(Saved data entries)
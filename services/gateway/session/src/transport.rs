//! Wireless link seam.
//!
//! The engine never talks to a Bluetooth stack directly. It submits work
//! through [`GattClient`] and receives completions (discovery results,
//! notifications, write failures) as session events. Transfers only see a
//! [`FrameWriter`] bound to one endpoint.

use crate::error::{SessionError, TransportError};
use bytes::Bytes;
use std::fmt;
use tracing::{debug, warn};
use uuid::Uuid;

/// ATT header bytes taken out of every notification or write
pub const ATT_OVERHEAD: usize = 3;

/// 16-bit service UUID the gateway looks for first
pub const SERVICE_UUID_16: u16 = 0xFC49;

/// 128-bit service UUID used by devices without a 16-bit allocation
pub const SERVICE_UUID_128: Uuid = Uuid::from_u128(0x89a316ae_89b7_4ef6_b1d3_5c9a6e27d1e0);

/// Info record characteristic
pub const INFO_UUID: Uuid = Uuid::from_u128(0x89a316ae_89b7_4ef6_b1d3_5c9a6e27d1e1);
/// Downlink characteristic (gateway to device)
pub const DOWNLINK_UUID: Uuid = Uuid::from_u128(0x89a316ae_89b7_4ef6_b1d3_5c9a6e27d1e2);
/// Uplink characteristic (device to gateway)
pub const UPLINK_UUID: Uuid = Uuid::from_u128(0x89a316ae_89b7_4ef6_b1d3_5c9a6e27d1e3);
/// Server certificate characteristic
pub const SERVER_CERT_UUID: Uuid = Uuid::from_u128(0x89a316ae_89b7_4ef6_b1d3_5c9a6e27d1e4);
/// Device certificate characteristic
pub const DEVICE_CERT_UUID: Uuid = Uuid::from_u128(0x89a316ae_89b7_4ef6_b1d3_5c9a6e27d1e5);

const BLUETOOTH_BASE_UUID: u128 = 0x00000000_0000_1000_8000_00805f9b34fb;

/// Expand a 16-bit assigned number to its full UUID
pub const fn uuid16(short: u16) -> Uuid {
    Uuid::from_u128(BLUETOOTH_BASE_UUID | ((short as u128) << 96))
}

/// Usable frame size for a negotiated ATT MTU
pub fn payload_capacity_for_mtu(mtu: u16) -> usize {
    (mtu as usize).saturating_sub(ATT_OVERHEAD)
}

/// Transport-assigned connection index
#[derive(Clone, Copy, Debug, Hash, PartialEq, Eq, PartialOrd, Ord)]
pub struct ConnId(pub u16);

impl fmt::Display for ConnId {
    fn fmt(&self, f: &mut fmt::Formatter<'_>) -> fmt::Result {
        write!(f, "conn#{}", self.0)
    }
}

/// Logical channels of the pouch service
#[derive(Clone, Copy, Debug, Hash, PartialEq, Eq, PartialOrd, Ord)]
pub enum Endpoint {
    /// Device info record
    Info,
    /// Device to cloud data
    Uplink,
    /// Cloud to device data
    Downlink,
    /// Server certificate push
    ServerCert,
    /// Device certificate pull
    DeviceCert,
}

impl Endpoint {
    /// Every endpoint, in discovery table order
    pub const ALL: [Endpoint; 5] = [
        Endpoint::Info,
        Endpoint::Uplink,
        Endpoint::Downlink,
        Endpoint::ServerCert,
        Endpoint::DeviceCert,
    ];

    /// Characteristic UUID of this endpoint
    pub fn uuid(self) -> Uuid {
        match self {
            Endpoint::Info => INFO_UUID,
            Endpoint::Uplink => UPLINK_UUID,
            Endpoint::Downlink => DOWNLINK_UUID,
            Endpoint::ServerCert => SERVER_CERT_UUID,
            Endpoint::DeviceCert => DEVICE_CERT_UUID,
        }
    }

    /// Endpoint for a characteristic UUID
    pub fn from_uuid(uuid: &Uuid) -> Option<Self> {
        Self::ALL.into_iter().find(|e| e.uuid() == *uuid)
    }

    fn index(self) -> usize {
        self as usize
    }
}

impl fmt::Display for Endpoint {
    fn fmt(&self, f: &mut fmt::Formatter<'_>) -> fmt::Result {
        let name = match self {
            Endpoint::Info => "info",
            Endpoint::Uplink => "uplink",
            Endpoint::Downlink => "downlink",
            Endpoint::ServerCert => "server cert",
            Endpoint::DeviceCert => "device cert",
        };
        f.write_str(name)
    }
}

/// Attribute handles of one endpoint
#[derive(Clone, Copy, Debug, PartialEq, Eq)]
pub struct AttrHandles {
    /// Characteristic value handle
    pub value: u16,
    /// Client characteristic configuration descriptor, if any
    pub ccc: Option<u16>,
}

/// A characteristic reported by discovery
#[derive(Clone, Debug, PartialEq, Eq)]
pub struct Characteristic {
    /// Characteristic UUID
    pub uuid: Uuid,
    /// Value handle
    pub value_handle: u16,
}

/// Result of discovering the pouch service
#[derive(Clone, Debug, PartialEq, Eq)]
pub struct GattService {
    /// UUID the service was found under
    pub uuid: Uuid,
    /// Characteristics of the service
    pub characteristics: Vec<Characteristic>,
    /// CCC descriptor handles found within the service
    pub ccc_descriptors: Vec<u16>,
}

/// Endpoint to handle mapping of one connection; immutable once built
#[derive(Clone, Debug, Default, PartialEq, Eq)]
pub struct EndpointSet {
    handles: [Option<AttrHandles>; 5],
}

impl EndpointSet {
    /// Build the set from a discovered service.
    ///
    /// Each CCC descriptor belongs to the characteristic with the closest
    /// lower value handle. Uplink and downlink must both be present with a
    /// CCC descriptor; other endpoints are optional.
    pub fn from_discovery(service: &GattService) -> Result<Self, SessionError> {
        let mut set = Self::default();

        for chrc in &service.characteristics {
            match Endpoint::from_uuid(&chrc.uuid) {
                Some(endpoint) => {
                    set.handles[endpoint.index()] = Some(AttrHandles {
                        value: chrc.value_handle,
                        ccc: None,
                    });
                }
                None => warn!(
                    "Discovered unknown characteristic {} at handle {}",
                    chrc.uuid, chrc.value_handle
                ),
            }
        }

        for &ccc in &service.ccc_descriptors {
            let owner = set
                .handles
                .iter_mut()
                .flatten()
                .filter(|h| h.value < ccc)
                .max_by_key(|h| h.value);
            if let Some(handles) = owner {
                debug!(
                    "Found CCC descriptor handle {} for value handle {}",
                    ccc, handles.value
                );
                handles.ccc = Some(ccc);
            }
        }

        for required in [Endpoint::Uplink, Endpoint::Downlink] {
            if set.notifying(required).is_none() {
                return Err(SessionError::MissingEndpoint(required));
            }
        }

        Ok(set)
    }

    /// Handles of an endpoint
    pub fn get(&self, endpoint: Endpoint) -> Option<AttrHandles> {
        self.handles[endpoint.index()]
    }

    /// Handles of an endpoint that can carry notifications
    pub fn notifying(&self, endpoint: Endpoint) -> Option<AttrHandles> {
        self.get(endpoint).filter(|h| h.ccc.is_some())
    }

    /// Endpoint owning a value handle
    pub fn endpoint_for(&self, handle: u16) -> Option<Endpoint> {
        Endpoint::ALL
            .into_iter()
            .find(|e| self.get(*e).is_some_and(|h| h.value == handle))
    }

    /// Whether both certificate endpoints are usable
    pub fn supports_cert_exchange(&self) -> bool {
        self.notifying(Endpoint::ServerCert).is_some()
            && self.notifying(Endpoint::DeviceCert).is_some()
    }

    /// Endpoints with a CCC descriptor
    pub fn subscriptions(&self) -> impl Iterator<Item = (Endpoint, AttrHandles)> + '_ {
        Endpoint::ALL
            .into_iter()
            .filter_map(|e| self.notifying(e).map(|h| (e, h)))
    }
}

/// Submission interface of the wireless stack.
///
/// Calls return once the request is queued. Discovery results,
/// notifications and asynchronous write failures come back as session
/// events.
pub trait GattClient {
    /// Search `conn` for a primary service
    fn discover(&mut self, conn: ConnId, service: Uuid) -> Result<(), TransportError>;

    /// Enable notifications for an endpoint
    fn subscribe(&mut self, conn: ConnId, handles: AttrHandles) -> Result<(), TransportError>;

    /// Write one frame to a value handle
    fn write(&mut self, conn: ConnId, handle: u16, frame: Bytes) -> Result<(), TransportError>;

    /// Largest frame the connection carries (MTU minus ATT overhead)
    fn payload_capacity(&self, conn: ConnId) -> usize;

    /// Drop the connection
    fn disconnect(&mut self, conn: ConnId);
}

/// Where a transfer writes its frames
pub trait FrameWriter {
    /// Largest frame accepted
    fn capacity(&self) -> usize;

    /// Write one frame
    fn write_frame(&mut self, frame: Bytes) -> Result<(), TransportError>;
}

/// [`FrameWriter`] bound to one endpoint of a connection
pub struct EndpointWriter<'a> {
    gatt: &'a mut dyn GattClient,
    conn: ConnId,
    handle: u16,
}

impl<'a> EndpointWriter<'a> {
    /// Bind to `handle` on `conn`
    pub fn new(gatt: &'a mut dyn GattClient, conn: ConnId, handle: u16) -> Self {
        Self { gatt, conn, handle }
    }
}

impl FrameWriter for EndpointWriter<'_> {
    fn capacity(&self) -> usize {
        self.gatt.payload_capacity(self.conn)
    }

    fn write_frame(&mut self, frame: Bytes) -> Result<(), TransportError> {
        self.gatt.write(self.conn, self.handle, frame)
    }
}

/// A connection together with its discovered endpoints
pub struct PeerLink<'a> {
    gatt: &'a mut dyn GattClient,
    conn: ConnId,
    endpoints: &'a EndpointSet,
}

impl<'a> PeerLink<'a> {
    /// Bundle a connection with its endpoints
    pub fn new(gatt: &'a mut dyn GattClient, conn: ConnId, endpoints: &'a EndpointSet) -> Self {
        Self {
            gatt,
            conn,
            endpoints,
        }
    }

    /// Writer for an endpoint
    pub fn writer(&mut self, endpoint: Endpoint) -> Result<EndpointWriter<'_>, SessionError> {
        let handles = self
            .endpoints
            .get(endpoint)
            .ok_or(SessionError::MissingEndpoint(endpoint))?;
        Ok(EndpointWriter::new(&mut *self.gatt, self.conn, handles.value))
    }

    /// Negotiated frame capacity
    pub fn capacity(&self) -> usize {
        self.gatt.payload_capacity(self.conn)
    }
}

**Task directions**. Each line above with the string "pouch" in it should be located and copied.

**Answer space**.
/// Logical channels of the pouch service
/// Result of discovering the pouch service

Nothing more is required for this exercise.